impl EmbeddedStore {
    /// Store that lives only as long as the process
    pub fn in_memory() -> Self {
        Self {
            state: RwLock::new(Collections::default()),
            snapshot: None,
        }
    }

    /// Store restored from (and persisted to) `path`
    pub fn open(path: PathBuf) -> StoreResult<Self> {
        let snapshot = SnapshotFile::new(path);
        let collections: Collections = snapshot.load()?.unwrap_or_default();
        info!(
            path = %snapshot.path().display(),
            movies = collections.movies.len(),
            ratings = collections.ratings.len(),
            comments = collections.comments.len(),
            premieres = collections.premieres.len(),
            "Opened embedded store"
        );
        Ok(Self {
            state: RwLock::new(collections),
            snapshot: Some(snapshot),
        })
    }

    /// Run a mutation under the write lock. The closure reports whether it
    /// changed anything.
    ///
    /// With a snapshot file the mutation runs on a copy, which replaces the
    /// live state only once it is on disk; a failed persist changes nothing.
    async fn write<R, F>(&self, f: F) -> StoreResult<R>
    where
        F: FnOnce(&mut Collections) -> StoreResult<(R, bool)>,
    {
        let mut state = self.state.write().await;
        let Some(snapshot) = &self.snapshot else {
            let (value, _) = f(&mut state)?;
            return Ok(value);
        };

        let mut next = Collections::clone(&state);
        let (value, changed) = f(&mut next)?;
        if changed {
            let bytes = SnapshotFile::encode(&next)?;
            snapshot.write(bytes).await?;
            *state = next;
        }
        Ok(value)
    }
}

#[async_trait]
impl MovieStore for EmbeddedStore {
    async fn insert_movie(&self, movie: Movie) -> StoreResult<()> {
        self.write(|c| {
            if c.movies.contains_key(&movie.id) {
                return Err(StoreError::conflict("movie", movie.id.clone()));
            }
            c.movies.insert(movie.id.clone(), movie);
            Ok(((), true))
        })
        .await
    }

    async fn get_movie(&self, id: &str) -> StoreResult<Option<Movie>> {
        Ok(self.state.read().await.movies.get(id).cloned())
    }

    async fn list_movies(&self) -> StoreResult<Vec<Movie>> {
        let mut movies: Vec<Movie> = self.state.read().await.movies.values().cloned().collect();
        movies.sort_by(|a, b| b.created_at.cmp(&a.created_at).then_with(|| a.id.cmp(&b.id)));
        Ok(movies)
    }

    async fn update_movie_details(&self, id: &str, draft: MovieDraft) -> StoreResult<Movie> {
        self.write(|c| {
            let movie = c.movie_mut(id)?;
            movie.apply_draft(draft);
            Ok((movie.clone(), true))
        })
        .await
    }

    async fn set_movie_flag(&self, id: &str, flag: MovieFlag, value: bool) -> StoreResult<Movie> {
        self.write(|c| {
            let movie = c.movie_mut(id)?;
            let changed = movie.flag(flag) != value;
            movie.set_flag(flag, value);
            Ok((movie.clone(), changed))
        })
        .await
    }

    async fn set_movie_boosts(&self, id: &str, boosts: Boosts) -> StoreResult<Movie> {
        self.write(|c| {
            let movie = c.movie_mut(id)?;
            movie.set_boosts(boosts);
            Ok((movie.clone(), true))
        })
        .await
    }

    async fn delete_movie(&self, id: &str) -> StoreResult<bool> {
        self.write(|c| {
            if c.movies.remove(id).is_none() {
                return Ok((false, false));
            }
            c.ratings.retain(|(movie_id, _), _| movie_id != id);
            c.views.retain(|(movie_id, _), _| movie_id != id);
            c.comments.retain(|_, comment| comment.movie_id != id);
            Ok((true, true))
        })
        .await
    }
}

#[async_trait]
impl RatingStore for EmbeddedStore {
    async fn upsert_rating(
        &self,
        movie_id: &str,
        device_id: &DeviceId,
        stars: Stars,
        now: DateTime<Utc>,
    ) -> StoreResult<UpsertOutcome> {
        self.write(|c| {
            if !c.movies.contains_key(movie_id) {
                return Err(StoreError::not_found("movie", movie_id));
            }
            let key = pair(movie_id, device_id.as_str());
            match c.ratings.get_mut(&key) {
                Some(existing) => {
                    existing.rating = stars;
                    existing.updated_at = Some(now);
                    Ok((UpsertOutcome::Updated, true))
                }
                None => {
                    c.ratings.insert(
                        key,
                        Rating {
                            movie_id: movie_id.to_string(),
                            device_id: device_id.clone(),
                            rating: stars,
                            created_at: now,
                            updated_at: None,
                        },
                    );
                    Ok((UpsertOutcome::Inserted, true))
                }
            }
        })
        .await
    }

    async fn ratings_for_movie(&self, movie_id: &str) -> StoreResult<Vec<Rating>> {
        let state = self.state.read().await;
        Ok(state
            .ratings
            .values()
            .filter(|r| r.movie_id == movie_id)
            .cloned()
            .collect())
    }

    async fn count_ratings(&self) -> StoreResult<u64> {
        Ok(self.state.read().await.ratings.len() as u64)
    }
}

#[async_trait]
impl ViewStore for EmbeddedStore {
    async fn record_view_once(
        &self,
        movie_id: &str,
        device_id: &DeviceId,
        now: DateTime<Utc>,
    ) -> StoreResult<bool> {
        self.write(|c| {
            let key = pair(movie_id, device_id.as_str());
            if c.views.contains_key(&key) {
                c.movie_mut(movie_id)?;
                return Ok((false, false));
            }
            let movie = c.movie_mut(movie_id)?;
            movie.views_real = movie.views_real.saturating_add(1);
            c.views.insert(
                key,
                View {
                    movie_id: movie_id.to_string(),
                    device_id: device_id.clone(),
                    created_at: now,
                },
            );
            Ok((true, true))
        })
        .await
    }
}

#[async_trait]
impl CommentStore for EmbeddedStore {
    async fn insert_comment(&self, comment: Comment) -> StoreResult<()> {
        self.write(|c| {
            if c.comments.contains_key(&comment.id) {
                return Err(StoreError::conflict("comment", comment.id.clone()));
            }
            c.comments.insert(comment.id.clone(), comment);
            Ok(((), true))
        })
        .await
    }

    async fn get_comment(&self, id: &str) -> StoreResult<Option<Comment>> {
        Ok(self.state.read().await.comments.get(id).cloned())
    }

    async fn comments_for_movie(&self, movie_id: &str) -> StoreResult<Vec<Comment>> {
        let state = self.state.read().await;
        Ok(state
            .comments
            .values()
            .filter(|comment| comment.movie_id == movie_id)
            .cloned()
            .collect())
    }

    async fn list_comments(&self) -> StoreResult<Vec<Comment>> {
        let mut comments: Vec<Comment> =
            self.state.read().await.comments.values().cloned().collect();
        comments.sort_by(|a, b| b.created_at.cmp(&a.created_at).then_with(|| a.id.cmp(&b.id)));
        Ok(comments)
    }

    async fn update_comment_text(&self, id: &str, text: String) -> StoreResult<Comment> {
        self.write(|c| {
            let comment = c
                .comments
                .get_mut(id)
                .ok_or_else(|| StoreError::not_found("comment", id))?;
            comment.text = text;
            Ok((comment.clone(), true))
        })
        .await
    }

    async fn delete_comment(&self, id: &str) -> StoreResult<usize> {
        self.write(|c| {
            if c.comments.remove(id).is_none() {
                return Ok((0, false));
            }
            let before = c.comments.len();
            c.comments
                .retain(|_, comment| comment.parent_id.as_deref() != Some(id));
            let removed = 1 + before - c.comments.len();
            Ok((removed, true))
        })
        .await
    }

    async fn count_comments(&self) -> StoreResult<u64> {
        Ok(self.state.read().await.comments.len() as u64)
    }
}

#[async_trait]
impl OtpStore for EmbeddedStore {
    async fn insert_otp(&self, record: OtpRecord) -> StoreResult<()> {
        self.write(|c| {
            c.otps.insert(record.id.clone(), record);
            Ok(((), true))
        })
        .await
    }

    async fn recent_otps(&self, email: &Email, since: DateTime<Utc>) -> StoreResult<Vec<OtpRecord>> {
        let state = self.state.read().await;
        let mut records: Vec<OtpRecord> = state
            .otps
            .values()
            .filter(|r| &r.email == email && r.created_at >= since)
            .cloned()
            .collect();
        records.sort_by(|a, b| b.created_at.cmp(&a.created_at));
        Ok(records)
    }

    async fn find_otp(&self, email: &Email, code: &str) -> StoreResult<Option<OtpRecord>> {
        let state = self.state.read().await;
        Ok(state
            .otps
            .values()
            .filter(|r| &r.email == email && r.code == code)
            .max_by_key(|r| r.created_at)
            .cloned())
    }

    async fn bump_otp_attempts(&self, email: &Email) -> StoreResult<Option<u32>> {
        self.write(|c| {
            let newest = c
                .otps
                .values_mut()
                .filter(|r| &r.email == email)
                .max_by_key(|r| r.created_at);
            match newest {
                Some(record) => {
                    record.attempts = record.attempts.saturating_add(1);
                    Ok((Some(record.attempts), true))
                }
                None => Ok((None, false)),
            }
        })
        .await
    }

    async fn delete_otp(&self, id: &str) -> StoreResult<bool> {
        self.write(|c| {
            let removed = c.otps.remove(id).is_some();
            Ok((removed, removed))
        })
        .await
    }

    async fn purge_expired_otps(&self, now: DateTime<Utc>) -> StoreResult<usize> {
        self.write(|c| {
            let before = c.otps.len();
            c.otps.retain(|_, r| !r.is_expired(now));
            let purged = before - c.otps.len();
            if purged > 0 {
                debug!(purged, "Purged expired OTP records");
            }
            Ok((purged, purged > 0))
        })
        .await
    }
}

--------------------------------------------------

■ Task requirements ■
Whenever a line of the listing above holds the word "only", copy that line.

■ Response for this exercise ■
    /// Store that lives only as long as the process
    /// live state only once it is on disk; a failed persist changes nothing.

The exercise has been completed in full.